The pandemic and economic downturn have left almost 1 in 4 workers with no or much less income, devastating states’ income and sales tax revenue and straining their unemployment systems. While additional, substantial federal aid would be the best way to help states cover their estimated $615 billion shortfalls over three years, states should tap their rainy day funds (which totaled about $75 billion in fiscal 2019) now to help them respond adequately to the crisis.
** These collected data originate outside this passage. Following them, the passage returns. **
//! Slug derivation for on-disk workflow directories.

use chrono::Utc;

/// Maximum slug length after truncation.
const MAX_SLUG_LEN: usize = 40;

/// Derive a URL-safe slug from a title: lowercase, runs of non-alphanumeric
/// characters collapse to a single `-`, leading/trailing dashes are trimmed,
/// and the result is truncated to 40 characters.
pub fn slugify(title: &str) -> String {
    let mut slug = String::with_capacity(title.len());
    let mut pending_dash = false;

    for character in title.chars() {
        if character.is_ascii_alphanumeric() {
            if pending_dash && !slug.is_empty() {
                slug.push('-');
            }
            pending_dash = false;
            slug.push(character.to_ascii_lowercase());
        } else {
            pending_dash = true;
        }
    }

    slug.truncate(MAX_SLUG_LEN);
    while slug.ends_with('-') {
        slug.pop();
    }
    slug
}

/// Derive a slug that does not collide with `existing`, appending `-1`,
/// `-2`, … until unique.
pub fn generate_unique_slug(title: &str, existing: &[String]) -> String {
    let base = slugify(title);
    if !existing.iter().any(|slug| *slug == base) {
        return base;
    }

    let mut counter = 1usize;
    loop {
        let candidate = format!("{base}-{counter}");
        if !existing.iter().any(|slug| *slug == candidate) {
            return candidate;
        }
        counter += 1;
    }
}

/// Lexicographically sortable workflow identifier: a timestamp prefix
/// followed by the slugified title.
pub fn timestamped_id(title: &str) -> String {
    let prefix = Utc::now().format("%Y%m%d%H%M%S");
    let base = slugify(title);
    if base.is_empty() {
        prefix.to_string()
    } else {
        format!("{prefix}-{base}")
    }
}

#[cfg(test)]
mod tests {
    use super::*;

    #[test]
    fn lowercases_and_dashes() {
        assert_eq!(slugify("My Workflow"), "my-workflow");
        assert_eq!(slugify("Deploy -- to (prod)!"), "deploy-to-prod");
    }

    #[test]
    fn collapses_non_alphanumeric_runs() {
        assert_eq!(slugify("a___b...c"), "a-b-c");
    }

    #[test]
    fn trims_leading_and_trailing_dashes() {
        assert_eq!(slugify("  hello  "), "hello");
        assert_eq!(slugify("!!!"), "");
    }

    #[test]
    fn truncates_to_forty_characters() {
        let slug = slugify("a".repeat(120).as_str());
        assert_eq!(slug.len(), 40);
    }

    #[test]
    fn truncation_never_ends_with_dash() {
        // The 40th character lands on a separator; trimming keeps the slug clean.
        let title = format!("{} {}", "a".repeat(39), "b".repeat(10));
        let slug = slugify(&title);
        assert!(slug.len() <= 40);
        assert!(!slug.ends_with('-'));
    }

    #[test]
    fn slugs_match_the_documented_shape() {
        for title in ["My Workflow", "  x  ", "Ünïcode titlé", "123 go", "!!!"] {
            let slug = slugify(title);
            assert!(slug.len() <= 40);
            assert!(!slug.starts_with('-') && !slug.ends_with('-'), "slug {slug:?} has edge dash");
            assert!(slug.chars().all(|c| c.is_ascii_lowercase() || c.is_ascii_digit() || c == '-'));
        }
    }

    #[test]
    fn timestamped_ids_sort_by_creation() {
        let id = timestamped_id("My Workflow");
        assert!(id.ends_with("-my-workflow"));
        assert_eq!(id.split('-').next().map(str::len), Some(14));
    }

    #[test]
    fn unique_slug_appends_counters() {
        let existing = vec!["my-workflow".to_string(), "my-workflow-1".to_string()];
        assert_eq!(generate_unique_slug("My Workflow", &existing), "my-workflow-2");
        assert_eq!(generate_unique_slug("Other", &existing), "other");
    }
}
Here are three reasons why.

  • It will help them avoid cutting economic security programs on which people rely during the crisis. Health care, food assistance, and cash assistance help people keep their homes, stay healthy, and put food on the table, especially with job opportunities down and up to 43 million people in danger of losing their employer-sponsored health coverage. Using rainy day funds can ensure that these supports are available to all eligible families when they need them the most. Otherwise, states may cut these services, likely worsening the crisis as people get evicted from their homes or can’t afford healthy food.
  • It will buy them time to enact policies that put families and communities first. Tapping rainy day funds can let states take a more measured budget-balancing approach that preserves spending needed during a recession and lays the groundwork for a more equitable recovery. Unlike the federal government, states must balance their budgets each year. But the fastest measures that states can often take — especially drastic budget cuts — can deepen and prolong recessions while further raising barriers to prosperity for low-income people and people of color. Following the Great Recession of about a decade ago, states relied too heavily on cuts that helped create unemployment systems that are ill-equipped for today’s economy and that led to permanent teacher shortages. States also imposed higher fines and fees, which ask the most from people with the least ability to pay, particularly low-income communities of color.
  • It will keep money flowing through state economies. Taking money out of state savings and putting it to work during an economic downturn makes good sense. It keeps money circulating through the state’s economy and minimizes layoffs and furloughs for first responders, teachers, health care workers, and others who are especially needed during the pandemic. Rainy day fund spending also helps fuel state economies when people can’t buy as much because so many are out of work.

State rainy day funds are at record highs, and tapping them won’t likely harm states’ bond ratings or ability to borrow. Credit rating agencies generally expect states to draw on the funds during a recession or natural disaster. And they likely won’t downgrade states’ credit, assuming that states rebuild those reserves after the recession ends, as most have done since the Great Recession. Forty states tapped their funds from 2008 to 2010 in response to the recession, but only five suffered a credit downgrade from Moody’s Analytics during that time.

Never using a rainy day fund is equivalent to not having one. States risk very little by tapping those funds, which were designed for an emergency like the COVID-19 pandemic. Not doing so risks repeating the mistakes of the Great Recession. States should chart a different path this time.